Is investing in technology really yesterday's game or has the market corrected sufficiently to offer real value?

Last week's profits warning from Sema sent shivers down a market that was already pretty rocky.

By the middle of this week the NASDAQ Index, which as I keep reminding everyone is not purely a technology indicator, had lost almost 50 per cent of its value since the beginning of March.

If that isn't a bear market, I do not know what is. The Sema profits warning reinforced the nervous investors' view that they had been misled in the past. The truth is that in technology, as with anything else, caveat emptor applies.

Technology is a big sector. I do not just mean the market value of technology stocks, but the variety of businesses. There is hardware, software, telecommunications companies, businesses that service the financial community et al. Some are having a tough time. Some have seen their share prices savaged for no good reason, providing opportunities for the careful investor.

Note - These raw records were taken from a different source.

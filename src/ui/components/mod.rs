//! Reusable UI components.

mod error_panel;
mod input;
mod loading;
mod search_bar;
mod table;

pub use error_panel::render_error_panel;
pub use loading::LoadingIndicator;
pub use search_bar::{SearchAction, SearchBar};
pub use table::TableRender;
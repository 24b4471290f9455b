//! Spinner shown while the table fetch is in flight.

use ratatui::{
    layout::{Alignment, Constraint, Layout, Rect},
    style::Style,
    widgets::Paragraph,
    Frame,
};

use crate::ui::theme::theme;

const FRAMES: &[&str] = &["⠋", "⠙", "⠹", "⠸", "⠼", "⠴", "⠦", "⠧", "⠇", "⠏"];

/// An animated spinner with a label. Draws nothing while stopped.
#[derive(Debug, Clone)]
pub struct LoadingIndicator {
    label: String,
    frame: usize,
    running: bool,
}

impl LoadingIndicator {
    pub fn with_message(label: impl Into<String>) -> Self {
        Self {
            label: label.into(),
            frame: 0,
            running: false,
        }
    }

    /// Show the spinner, restarting the animation.
    pub fn start(&mut self) {
        self.running = true;
        self.frame = 0;
    }

    pub fn stop(&mut self) {
        self.running = false;
    }

    /// Advance one animation frame. No-op while stopped.
    pub fn tick(&mut self) {
        if self.running {
            self.frame = (self.frame + 1) % FRAMES.len();
        }
    }

    fn line(&self) -> Option<String> {
        self.running
            .then(|| format!("{} {}", FRAMES[self.frame], self.label))
    }

    /// Draw the spinner on the vertical middle of `area`.
    pub fn render(&self, frame: &mut Frame, area: Rect) {
        let Some(line) = self.line() else {
            return;
        };

        let [_, middle, _] = Layout::vertical([
            Constraint::Fill(1),
            Constraint::Length(1),
            Constraint::Fill(1),
        ])
        .areas(area);

        frame.render_widget(
            Paragraph::new(line)
                .style(Style::default().fg(theme().accent))
                .alignment(Alignment::Center),
            middle,
        );
    }
}
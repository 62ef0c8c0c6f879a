//! Ollama wire types

use chrono::{DateTime, Utc};
use serde::{Deserialize, Serialize};
use std::fmt;

/// Body of `POST /api/generate`
#[derive(Debug, Clone, Serialize)]
pub struct GenerateRequest {
    pub model: String,
    pub prompt: String,
    pub stream: bool,
}

/// Non-streaming reply of `POST /api/generate`
#[derive(Debug, Clone, Deserialize)]
pub struct GenerateResponse {
    #[serde(default)]
    pub model: String,

    #[serde(default)]
    pub created_at: Option<DateTime<Utc>>,

    pub response: String,

    #[serde(default)]
    pub done: bool,
}

/// Information about an installed model
#[derive(Debug, Clone, Serialize, Deserialize)]
pub struct ModelInfo {
    /// Model name (e.g., "llama3.1:8b")
    pub name: String,

    /// Last modification time
    pub modified_at: DateTime<Utc>,

    /// Model size in bytes
    pub size: u64,
}

/// Response from Ollama /api/tags endpoint
#[derive(Debug, Deserialize)]
pub struct ModelsResponse {
    #[serde(default)]
    pub models: Vec<ModelInfo>,
}

impl ModelInfo {
    /// Format the model size in human-readable format
    pub fn formatted_size(&self) -> String {
        format_size(self.size)
    }
}

impl fmt::Display for ModelInfo {
    fn fmt(&self, f: &mut fmt::Formatter<'_>) -> fmt::Result {
        write!(f, "{} ({})", self.name, self.formatted_size())
    }
}

/// Format bytes into human-readable size
pub fn format_size(bytes: u64) -> String {
    const UNITS: &[&str] = &["B", "KB", "MB", "GB", "TB"];

    if bytes == 0 {
        return "0 B".to_string();
    }

    let base: f64 = 1024.0;
    let exponent = (bytes as f64).log(base).floor() as usize;
    let exponent = exponent.min(UNITS.len() - 1);

    let size = bytes as f64 / base.powi(exponent as i32);

    format!("{:.2} {}", size, UNITS[exponent])
}
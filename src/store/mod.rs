//! Vector store client
//!
//! The document collection is reached only through the [`VectorStore`]
//! trait, so the storage engine can be swapped without touching the RAG
//! pipeline or the HTTP layer:
//! - [`WorkerVectorStore`]: one external worker process per operation
//! - [`InMemoryVectorStore`]: in-process map, for tests and offline runs

pub mod memory;
pub mod types;
pub mod worker;

use async_trait::async_trait;

use crate::errors::Result;

pub use memory::InMemoryVectorStore;
pub use types::{Document, Metadata, SearchResult, StoreStats};
pub use worker::{StoreScripts, WorkerVectorStore};

/// Result count used by direct searches when the caller asks for none
pub const DEFAULT_SEARCH_LIMIT: usize = 5;

/// Map a caller-supplied limit to a usable one; non-positive means `default`
pub fn normalize_limit(limit: i64, default: usize) -> usize {
    if limit <= 0 {
        default
    } else {
        usize::try_from(limit).unwrap_or(default)
    }
}

/// Operations over a document collection
#[async_trait]
pub trait VectorStore: Send + Sync {
    /// Store a document. Repeated ids are handled by the store; no dedup here.
    async fn add_document(&self, doc: &Document) -> Result<()>;

    /// Similarity search; `limit <= 0` means [`DEFAULT_SEARCH_LIMIT`].
    /// Results come back in the store's relevance order, at most `limit`.
    async fn search(&self, query: &str, limit: i64) -> Result<Vec<SearchResult>>;

    /// Every stored document, in no particular order
    async fn list_documents(&self) -> Result<Vec<Document>>;

    async fn delete_document(&self, id: &str) -> Result<()>;

    /// Replace the metadata of `id` with exactly `metadata`
    async fn update_metadata(&self, id: &str, metadata: &Metadata) -> Result<()>;

    async fn get_stats(&self) -> Result<StoreStats>;

    /// Lightweight readiness check; never fails
    async fn is_healthy(&self) -> bool;
}
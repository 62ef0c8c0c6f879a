//! Retrieval-augmented generation
//!
//! One linear pipeline per question: search the store, number the passages
//! into a context block, ask the model to answer from it.

pub mod pipeline;
pub mod prompt;

pub use pipeline::{RagAnswer, RagPipeline, DEFAULT_RAG_LIMIT};
pub use prompt::PromptBuilder;
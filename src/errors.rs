//! Error types for ragdesk
//!
//! One error enum shared by the worker layer, the store and generation
//! clients, the RAG pipeline and the supervisor. Every variant carries
//! enough captured context (worker output, HTTP status and body) to
//! diagnose the failure from a log line.

use std::fmt;
use thiserror::Error;

/// How a store operation failed
#[derive(Debug, Clone, Copy, PartialEq, Eq)]
pub enum StoreFailure {
    /// Worker could not be started or exited non-zero
    Execution,
    /// Worker output could not be decoded
    Malformed,
    /// Worker ran but reported the operation as failed
    Rejected,
}

impl fmt::Display for StoreFailure {
    fn fmt(&self, f: &mut fmt::Formatter<'_>) -> fmt::Result {
        let label = match self {
            StoreFailure::Execution => "execution",
            StoreFailure::Malformed => "malformed output",
            StoreFailure::Rejected => "rejected",
        };
        f.write_str(label)
    }
}

/// Main error type for ragdesk
#[derive(Error, Debug)]
pub enum RagError {
    /// External worker failed to start or exited non-zero
    #[error("Worker '{program}' failed: {reason}{}", format_output(.output))]
    WorkerExecution {
        program: String,
        reason: String,
        output: String,
    },

    /// Worker output was not the expected JSON
    #[error("Worker '{program}' produced unreadable output: {reason}")]
    WorkerOutput { program: String, reason: String },

    /// Add or metadata update failed
    #[error("Store write failed ({kind}): {message}")]
    StoreWrite { kind: StoreFailure, message: String },

    /// Search, list or stats failed
    #[error("Store query failed ({kind}): {message}")]
    StoreQuery { kind: StoreFailure, message: String },

    /// Delete failed
    #[error("Store delete failed ({kind}): {message}")]
    StoreDelete { kind: StoreFailure, message: String },

    /// Ollama API errors
    #[error("Generation error: {0}")]
    Generation(String),

    /// Backend executable missing or failed to spawn
    #[error("Failed to start backend: {0}")]
    SupervisorStart(String),

    /// Text extraction worker reported a failure
    #[error("Document extraction failed: {0}")]
    Extraction(String),

    /// Caller supplied an unusable request
    #[error("Invalid request: {0}")]
    InvalidRequest(String),

    /// Configuration errors
    #[error("Configuration error: {0}")]
    Config(String),

    /// Serialization errors
    #[error("Serialization error: {0}")]
    Serialization(#[from] serde_json::Error),

    /// I/O errors
    #[error("I/O error: {0}")]
    Io(#[from] std::io::Error),
}

fn format_output(output: &str) -> String {
    let trimmed = output.trim();
    if trimmed.is_empty() {
        String::new()
    } else {
        format!(" (output: {})", trimmed)
    }
}

impl RagError {
    /// Reclassify a worker-layer error as a store failure.
    ///
    /// `wrap` picks the operation-specific variant; the kind is derived from
    /// the worker error so callers can tell exit-code failures apart from
    /// undecodable output.
    pub fn into_store(self, wrap: fn(StoreFailure, String) -> RagError) -> RagError {
        match self {
            RagError::WorkerExecution { .. } | RagError::Io(_) => {
                wrap(StoreFailure::Execution, self.to_string())
            }
            RagError::WorkerOutput { .. } | RagError::Serialization(_) => {
                wrap(StoreFailure::Malformed, self.to_string())
            }
            other => other,
        }
    }

    pub fn store_write(kind: StoreFailure, message: String) -> RagError {
        RagError::StoreWrite { kind, message }
    }

    pub fn store_query(kind: StoreFailure, message: String) -> RagError {
        RagError::StoreQuery { kind, message }
    }

    pub fn store_delete(kind: StoreFailure, message: String) -> RagError {
        RagError::StoreDelete { kind, message }
    }

    /// Whether the caller sent something unusable, as opposed to a backend failure
    pub fn is_client_error(&self) -> bool {
        matches!(self, RagError::InvalidRequest(_))
    }
}

/// Result type alias for ragdesk operations
pub type Result<T> = std::result::Result<T, RagError>;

Take Sema. Its profits warning owed little to downturn in activity. Rather, it showed the company had made a less than adequate job of incorporating the recent acquisition of LHS. So it is management miscalculations that will lead to lower-than-expected profits, not over-optimism in the technology field. Yet shares of comparable companies, such as CMG and Logica, were marked down on the news.

There has been too much hype in such areas as the internet. Fortune magazine conducted a review of dot.com stocks. The types of company they reviewed were Yahoo and AOL. Using such measures as Economic Value Added, they concluded market valuations were insanely optimistic. Earlier this month, following falls of 90 per cent in some of these shares, they repeated the exercise. This time the assessment is merely extremely optimistic.

But demand for technology services is buoyant and growing. There will be winners and it is worth noting the savaging this sector has received has been more selective than the performance of technology funds might seem.

An interesting bell-wether of technology is 3i, the venture capital group. Officially classified as an investment trust, 3i has around half its portfolio in technology-oriented companies.

Many are unquoted, but results published last week show they are still making significant profits on flotation or sale of the businesses they nurture. They are careful investors in technology - that should be the message for private investors too.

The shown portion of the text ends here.